Transcribe only the lines of the listing below from the one holding "filename src/layout/error.rs" through the one holding "already has the", inclusive, without any change.

#### Exercise data
..........
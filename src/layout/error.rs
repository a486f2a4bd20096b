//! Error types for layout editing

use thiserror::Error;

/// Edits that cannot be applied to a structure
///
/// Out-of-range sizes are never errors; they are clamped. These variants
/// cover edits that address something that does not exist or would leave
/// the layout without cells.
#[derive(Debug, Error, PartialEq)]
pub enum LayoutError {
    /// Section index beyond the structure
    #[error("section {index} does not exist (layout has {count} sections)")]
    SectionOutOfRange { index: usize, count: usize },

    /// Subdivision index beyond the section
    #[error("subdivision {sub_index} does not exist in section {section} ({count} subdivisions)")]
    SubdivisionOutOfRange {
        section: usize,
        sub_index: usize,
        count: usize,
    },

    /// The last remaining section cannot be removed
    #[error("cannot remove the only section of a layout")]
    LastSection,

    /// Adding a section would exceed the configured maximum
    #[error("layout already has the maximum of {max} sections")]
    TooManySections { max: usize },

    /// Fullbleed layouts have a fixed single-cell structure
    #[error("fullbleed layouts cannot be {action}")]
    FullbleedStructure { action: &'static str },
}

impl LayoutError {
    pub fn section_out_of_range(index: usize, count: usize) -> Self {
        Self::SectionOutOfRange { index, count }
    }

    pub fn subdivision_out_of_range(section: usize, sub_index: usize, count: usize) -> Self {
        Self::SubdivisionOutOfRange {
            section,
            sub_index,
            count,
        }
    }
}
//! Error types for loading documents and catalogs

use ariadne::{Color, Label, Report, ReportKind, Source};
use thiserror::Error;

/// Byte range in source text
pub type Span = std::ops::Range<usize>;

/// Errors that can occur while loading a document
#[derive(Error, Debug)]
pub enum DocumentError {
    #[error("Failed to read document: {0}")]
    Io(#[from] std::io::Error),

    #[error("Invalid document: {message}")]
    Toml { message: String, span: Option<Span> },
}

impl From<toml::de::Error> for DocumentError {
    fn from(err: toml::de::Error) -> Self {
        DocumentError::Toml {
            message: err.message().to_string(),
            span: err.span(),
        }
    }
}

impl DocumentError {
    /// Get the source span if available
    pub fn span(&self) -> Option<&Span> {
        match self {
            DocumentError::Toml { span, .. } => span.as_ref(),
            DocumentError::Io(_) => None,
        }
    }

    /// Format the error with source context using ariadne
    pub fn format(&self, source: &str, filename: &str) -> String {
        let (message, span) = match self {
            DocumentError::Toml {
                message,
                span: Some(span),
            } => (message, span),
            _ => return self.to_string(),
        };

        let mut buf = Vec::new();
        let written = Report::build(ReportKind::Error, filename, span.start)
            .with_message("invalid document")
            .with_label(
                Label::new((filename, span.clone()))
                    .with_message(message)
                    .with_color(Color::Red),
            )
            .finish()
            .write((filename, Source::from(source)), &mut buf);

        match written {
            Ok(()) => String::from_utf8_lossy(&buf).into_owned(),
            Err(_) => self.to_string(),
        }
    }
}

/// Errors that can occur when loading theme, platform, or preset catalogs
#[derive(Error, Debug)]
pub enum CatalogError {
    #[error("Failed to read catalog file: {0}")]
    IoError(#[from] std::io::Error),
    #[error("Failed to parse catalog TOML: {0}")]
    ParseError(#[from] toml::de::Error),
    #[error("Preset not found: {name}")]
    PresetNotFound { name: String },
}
..........
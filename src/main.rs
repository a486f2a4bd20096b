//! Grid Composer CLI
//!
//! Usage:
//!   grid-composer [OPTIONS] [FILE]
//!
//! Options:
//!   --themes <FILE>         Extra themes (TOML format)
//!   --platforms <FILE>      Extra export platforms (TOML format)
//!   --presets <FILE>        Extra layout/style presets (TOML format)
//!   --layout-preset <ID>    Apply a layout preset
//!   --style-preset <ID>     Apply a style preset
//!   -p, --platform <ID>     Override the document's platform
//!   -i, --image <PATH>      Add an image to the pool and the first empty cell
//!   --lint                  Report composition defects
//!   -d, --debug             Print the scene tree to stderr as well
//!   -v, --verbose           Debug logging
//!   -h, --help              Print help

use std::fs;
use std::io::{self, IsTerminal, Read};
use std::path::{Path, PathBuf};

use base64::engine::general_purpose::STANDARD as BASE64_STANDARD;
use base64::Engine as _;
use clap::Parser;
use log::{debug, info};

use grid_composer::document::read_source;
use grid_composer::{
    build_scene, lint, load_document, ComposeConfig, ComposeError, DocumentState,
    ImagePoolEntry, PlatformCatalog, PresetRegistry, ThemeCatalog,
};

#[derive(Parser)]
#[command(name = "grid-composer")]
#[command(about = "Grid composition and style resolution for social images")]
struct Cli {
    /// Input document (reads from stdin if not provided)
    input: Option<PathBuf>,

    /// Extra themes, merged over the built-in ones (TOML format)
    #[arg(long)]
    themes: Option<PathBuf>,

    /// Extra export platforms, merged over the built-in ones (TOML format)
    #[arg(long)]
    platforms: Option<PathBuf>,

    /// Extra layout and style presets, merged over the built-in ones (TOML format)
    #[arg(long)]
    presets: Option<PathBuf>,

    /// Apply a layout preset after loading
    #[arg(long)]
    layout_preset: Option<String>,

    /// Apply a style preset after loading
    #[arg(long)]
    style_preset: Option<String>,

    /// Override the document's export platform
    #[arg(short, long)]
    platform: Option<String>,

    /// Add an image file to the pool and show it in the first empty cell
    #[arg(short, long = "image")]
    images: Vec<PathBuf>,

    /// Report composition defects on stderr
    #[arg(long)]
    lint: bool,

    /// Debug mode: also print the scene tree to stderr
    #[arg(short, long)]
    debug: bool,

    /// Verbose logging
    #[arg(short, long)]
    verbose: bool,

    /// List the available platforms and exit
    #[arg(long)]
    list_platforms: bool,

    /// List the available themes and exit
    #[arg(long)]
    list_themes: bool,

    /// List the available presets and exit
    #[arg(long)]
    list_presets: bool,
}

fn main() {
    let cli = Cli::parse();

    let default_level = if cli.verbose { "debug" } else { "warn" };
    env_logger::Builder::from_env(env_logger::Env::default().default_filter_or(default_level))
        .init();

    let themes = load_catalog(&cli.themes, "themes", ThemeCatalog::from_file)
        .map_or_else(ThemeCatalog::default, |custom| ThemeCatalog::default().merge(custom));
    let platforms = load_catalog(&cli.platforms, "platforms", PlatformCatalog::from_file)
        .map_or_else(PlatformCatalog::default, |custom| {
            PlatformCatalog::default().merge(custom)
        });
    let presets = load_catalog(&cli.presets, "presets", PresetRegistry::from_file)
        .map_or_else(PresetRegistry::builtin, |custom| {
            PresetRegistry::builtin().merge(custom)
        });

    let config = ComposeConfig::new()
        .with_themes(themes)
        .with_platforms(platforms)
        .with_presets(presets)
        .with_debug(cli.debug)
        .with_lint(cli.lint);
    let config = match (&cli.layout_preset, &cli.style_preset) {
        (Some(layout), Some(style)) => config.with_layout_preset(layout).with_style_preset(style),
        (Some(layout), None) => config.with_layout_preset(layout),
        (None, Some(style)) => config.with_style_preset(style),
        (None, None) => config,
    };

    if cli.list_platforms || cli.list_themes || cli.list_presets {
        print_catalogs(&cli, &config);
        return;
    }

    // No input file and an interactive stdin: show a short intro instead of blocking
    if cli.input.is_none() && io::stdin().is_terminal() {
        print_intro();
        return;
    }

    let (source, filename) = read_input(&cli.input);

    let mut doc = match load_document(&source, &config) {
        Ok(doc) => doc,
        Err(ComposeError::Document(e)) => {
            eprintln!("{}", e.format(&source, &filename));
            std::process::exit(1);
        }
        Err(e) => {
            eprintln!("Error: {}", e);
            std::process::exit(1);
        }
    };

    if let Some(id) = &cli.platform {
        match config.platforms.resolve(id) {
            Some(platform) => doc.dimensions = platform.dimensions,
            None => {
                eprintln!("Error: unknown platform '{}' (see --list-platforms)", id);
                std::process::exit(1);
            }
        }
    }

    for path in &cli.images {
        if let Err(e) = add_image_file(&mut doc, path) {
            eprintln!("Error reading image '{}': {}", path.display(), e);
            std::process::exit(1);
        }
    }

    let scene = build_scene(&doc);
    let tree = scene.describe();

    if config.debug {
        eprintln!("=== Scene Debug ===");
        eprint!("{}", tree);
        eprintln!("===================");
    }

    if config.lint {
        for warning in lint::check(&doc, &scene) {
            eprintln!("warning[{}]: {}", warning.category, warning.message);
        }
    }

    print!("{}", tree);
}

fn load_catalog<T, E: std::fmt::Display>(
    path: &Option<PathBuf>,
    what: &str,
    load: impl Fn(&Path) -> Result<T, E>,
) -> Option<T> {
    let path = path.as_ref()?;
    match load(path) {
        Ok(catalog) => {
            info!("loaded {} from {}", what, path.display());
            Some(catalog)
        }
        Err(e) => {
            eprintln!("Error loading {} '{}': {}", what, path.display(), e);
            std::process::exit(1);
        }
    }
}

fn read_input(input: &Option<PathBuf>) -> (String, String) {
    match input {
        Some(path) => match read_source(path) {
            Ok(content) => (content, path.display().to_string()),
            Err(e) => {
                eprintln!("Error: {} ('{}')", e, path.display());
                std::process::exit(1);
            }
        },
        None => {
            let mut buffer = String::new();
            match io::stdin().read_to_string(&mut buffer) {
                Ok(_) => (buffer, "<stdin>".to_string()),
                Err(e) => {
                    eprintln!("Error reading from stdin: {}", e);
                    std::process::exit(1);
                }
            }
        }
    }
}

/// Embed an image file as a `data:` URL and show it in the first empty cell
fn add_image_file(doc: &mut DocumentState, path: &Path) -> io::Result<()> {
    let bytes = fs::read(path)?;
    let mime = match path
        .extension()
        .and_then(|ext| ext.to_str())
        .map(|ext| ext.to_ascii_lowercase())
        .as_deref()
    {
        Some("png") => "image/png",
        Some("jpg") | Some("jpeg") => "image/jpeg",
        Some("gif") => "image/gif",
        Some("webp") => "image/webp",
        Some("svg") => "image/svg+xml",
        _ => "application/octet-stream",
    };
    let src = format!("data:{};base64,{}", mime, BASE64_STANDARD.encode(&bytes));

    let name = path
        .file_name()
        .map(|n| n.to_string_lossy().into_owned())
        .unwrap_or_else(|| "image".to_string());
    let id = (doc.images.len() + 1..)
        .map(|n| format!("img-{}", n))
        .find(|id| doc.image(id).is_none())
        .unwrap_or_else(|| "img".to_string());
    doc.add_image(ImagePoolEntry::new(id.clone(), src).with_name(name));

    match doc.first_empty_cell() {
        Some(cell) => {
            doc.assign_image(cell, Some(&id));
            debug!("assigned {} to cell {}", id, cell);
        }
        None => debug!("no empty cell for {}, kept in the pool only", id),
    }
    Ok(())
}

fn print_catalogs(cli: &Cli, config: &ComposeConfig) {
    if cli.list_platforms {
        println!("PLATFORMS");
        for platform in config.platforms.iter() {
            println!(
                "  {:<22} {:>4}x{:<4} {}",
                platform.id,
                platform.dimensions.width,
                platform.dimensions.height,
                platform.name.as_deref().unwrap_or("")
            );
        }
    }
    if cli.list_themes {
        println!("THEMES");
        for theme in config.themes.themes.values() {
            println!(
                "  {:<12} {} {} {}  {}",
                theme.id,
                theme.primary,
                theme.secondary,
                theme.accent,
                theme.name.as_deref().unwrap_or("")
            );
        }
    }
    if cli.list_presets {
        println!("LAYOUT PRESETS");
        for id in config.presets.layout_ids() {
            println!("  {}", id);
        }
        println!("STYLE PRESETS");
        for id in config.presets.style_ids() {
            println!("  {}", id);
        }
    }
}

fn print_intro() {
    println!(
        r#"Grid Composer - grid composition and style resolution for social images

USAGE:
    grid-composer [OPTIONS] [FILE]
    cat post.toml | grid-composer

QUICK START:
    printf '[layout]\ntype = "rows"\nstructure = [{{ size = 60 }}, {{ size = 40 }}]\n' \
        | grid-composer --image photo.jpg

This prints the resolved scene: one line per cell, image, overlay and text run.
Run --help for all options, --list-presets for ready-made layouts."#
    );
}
..........
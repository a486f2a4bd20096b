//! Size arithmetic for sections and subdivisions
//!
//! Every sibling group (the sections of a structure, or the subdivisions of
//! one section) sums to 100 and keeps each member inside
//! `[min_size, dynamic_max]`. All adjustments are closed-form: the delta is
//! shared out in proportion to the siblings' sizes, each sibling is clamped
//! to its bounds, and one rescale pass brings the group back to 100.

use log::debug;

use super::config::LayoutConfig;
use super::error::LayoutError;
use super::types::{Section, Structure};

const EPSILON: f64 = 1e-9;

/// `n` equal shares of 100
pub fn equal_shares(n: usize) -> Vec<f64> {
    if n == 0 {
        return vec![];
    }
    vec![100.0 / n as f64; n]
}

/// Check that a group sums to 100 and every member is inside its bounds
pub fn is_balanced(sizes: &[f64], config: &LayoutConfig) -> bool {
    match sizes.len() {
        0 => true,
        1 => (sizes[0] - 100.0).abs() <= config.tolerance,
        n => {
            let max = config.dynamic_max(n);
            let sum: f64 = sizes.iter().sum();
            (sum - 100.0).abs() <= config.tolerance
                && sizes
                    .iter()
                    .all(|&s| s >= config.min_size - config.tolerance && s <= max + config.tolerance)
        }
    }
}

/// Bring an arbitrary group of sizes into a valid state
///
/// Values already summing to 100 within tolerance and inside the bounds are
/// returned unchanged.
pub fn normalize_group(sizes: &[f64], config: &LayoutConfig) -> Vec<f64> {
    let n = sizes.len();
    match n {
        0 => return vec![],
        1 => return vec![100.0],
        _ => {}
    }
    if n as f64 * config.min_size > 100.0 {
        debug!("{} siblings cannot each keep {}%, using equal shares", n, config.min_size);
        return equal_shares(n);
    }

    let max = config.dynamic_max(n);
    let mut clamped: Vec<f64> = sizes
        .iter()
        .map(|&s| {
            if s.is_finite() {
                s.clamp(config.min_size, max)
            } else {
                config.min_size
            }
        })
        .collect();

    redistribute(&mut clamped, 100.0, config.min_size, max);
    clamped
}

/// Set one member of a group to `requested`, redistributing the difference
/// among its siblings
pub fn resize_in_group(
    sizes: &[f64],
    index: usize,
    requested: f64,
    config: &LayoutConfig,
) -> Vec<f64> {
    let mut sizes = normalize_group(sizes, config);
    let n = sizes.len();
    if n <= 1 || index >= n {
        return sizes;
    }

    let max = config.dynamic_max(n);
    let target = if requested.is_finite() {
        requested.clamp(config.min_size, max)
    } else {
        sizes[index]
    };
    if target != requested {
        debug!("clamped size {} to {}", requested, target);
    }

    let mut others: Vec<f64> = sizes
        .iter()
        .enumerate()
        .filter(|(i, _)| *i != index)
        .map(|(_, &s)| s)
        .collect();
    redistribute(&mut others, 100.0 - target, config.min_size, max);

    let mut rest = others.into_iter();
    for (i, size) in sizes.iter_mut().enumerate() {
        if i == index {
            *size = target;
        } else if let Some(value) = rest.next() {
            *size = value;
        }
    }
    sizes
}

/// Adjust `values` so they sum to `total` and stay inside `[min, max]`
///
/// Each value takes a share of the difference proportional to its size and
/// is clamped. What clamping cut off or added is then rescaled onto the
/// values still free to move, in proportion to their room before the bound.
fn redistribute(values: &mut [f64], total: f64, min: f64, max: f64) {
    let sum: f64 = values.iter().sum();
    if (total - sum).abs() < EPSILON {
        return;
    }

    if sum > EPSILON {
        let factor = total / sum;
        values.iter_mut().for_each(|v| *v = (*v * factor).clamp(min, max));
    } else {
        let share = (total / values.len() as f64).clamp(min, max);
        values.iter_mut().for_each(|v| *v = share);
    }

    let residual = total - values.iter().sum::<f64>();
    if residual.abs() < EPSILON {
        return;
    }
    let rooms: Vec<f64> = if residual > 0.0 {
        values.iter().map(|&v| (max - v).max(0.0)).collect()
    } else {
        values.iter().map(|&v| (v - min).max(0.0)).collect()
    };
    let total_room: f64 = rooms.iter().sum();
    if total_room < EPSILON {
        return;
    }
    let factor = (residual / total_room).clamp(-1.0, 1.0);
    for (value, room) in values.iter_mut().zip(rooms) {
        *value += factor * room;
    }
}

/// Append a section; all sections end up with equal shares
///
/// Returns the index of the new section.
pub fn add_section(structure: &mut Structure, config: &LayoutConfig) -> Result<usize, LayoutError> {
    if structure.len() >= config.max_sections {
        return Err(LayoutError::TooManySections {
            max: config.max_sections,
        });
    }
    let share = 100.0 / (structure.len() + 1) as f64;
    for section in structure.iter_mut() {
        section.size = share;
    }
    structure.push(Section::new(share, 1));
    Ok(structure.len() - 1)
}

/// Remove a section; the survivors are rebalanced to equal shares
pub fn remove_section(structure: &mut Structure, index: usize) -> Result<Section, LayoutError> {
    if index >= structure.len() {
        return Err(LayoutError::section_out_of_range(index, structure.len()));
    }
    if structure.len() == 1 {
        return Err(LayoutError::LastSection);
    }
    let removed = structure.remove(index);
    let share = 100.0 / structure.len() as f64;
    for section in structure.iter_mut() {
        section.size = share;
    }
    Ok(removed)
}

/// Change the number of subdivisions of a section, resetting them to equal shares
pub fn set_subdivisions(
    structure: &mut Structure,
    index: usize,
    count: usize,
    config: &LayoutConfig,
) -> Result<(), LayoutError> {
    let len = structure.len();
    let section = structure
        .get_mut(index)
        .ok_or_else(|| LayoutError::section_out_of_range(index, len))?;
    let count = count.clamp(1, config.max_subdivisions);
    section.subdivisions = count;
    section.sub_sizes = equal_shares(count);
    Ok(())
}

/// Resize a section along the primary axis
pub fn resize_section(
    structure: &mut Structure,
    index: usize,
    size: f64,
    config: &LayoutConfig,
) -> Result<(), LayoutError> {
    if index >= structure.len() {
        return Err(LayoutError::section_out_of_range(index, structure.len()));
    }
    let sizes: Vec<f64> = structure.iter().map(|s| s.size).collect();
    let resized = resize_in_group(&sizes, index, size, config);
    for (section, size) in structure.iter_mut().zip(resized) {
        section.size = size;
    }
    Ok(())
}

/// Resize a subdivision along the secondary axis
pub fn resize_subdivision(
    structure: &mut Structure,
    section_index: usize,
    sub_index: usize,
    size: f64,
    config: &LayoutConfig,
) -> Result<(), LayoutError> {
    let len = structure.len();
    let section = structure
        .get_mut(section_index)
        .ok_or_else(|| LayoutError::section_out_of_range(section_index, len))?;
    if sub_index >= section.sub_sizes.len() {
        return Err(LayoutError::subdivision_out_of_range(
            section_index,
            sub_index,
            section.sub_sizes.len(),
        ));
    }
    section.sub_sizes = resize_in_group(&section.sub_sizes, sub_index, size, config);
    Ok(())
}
..........
#### Answer space
filename src/layout/error.rs
repository a486f2a4bd20096b
//! Error types for layout editing

use thiserror::Error;

/// Edits that cannot be applied to a structure
///
/// Out-of-range sizes are never errors; they are clamped. These variants
/// cover edits that address something that does not exist or would leave
/// the layout without cells.
#[derive(Debug, Error, PartialEq)]
pub enum LayoutError {
    /// Section index beyond the structure
    #[error("section {index} does not exist (layout has {count} sections)")]
    SectionOutOfRange { index: usize, count: usize },

    /// Subdivision index beyond the section
    #[error("subdivision {sub_index} does not exist in section {section} ({count} subdivisions)")]
    SubdivisionOutOfRange {
        section: usize,
        sub_index: usize,
        count: usize,
    },

    /// The last remaining section cannot be removed
    #[error("cannot remove the only section of a layout")]
    LastSection,

    /// Adding a section would exceed the configured maximum
    #[error("layout already has the maximum of {max} sections")]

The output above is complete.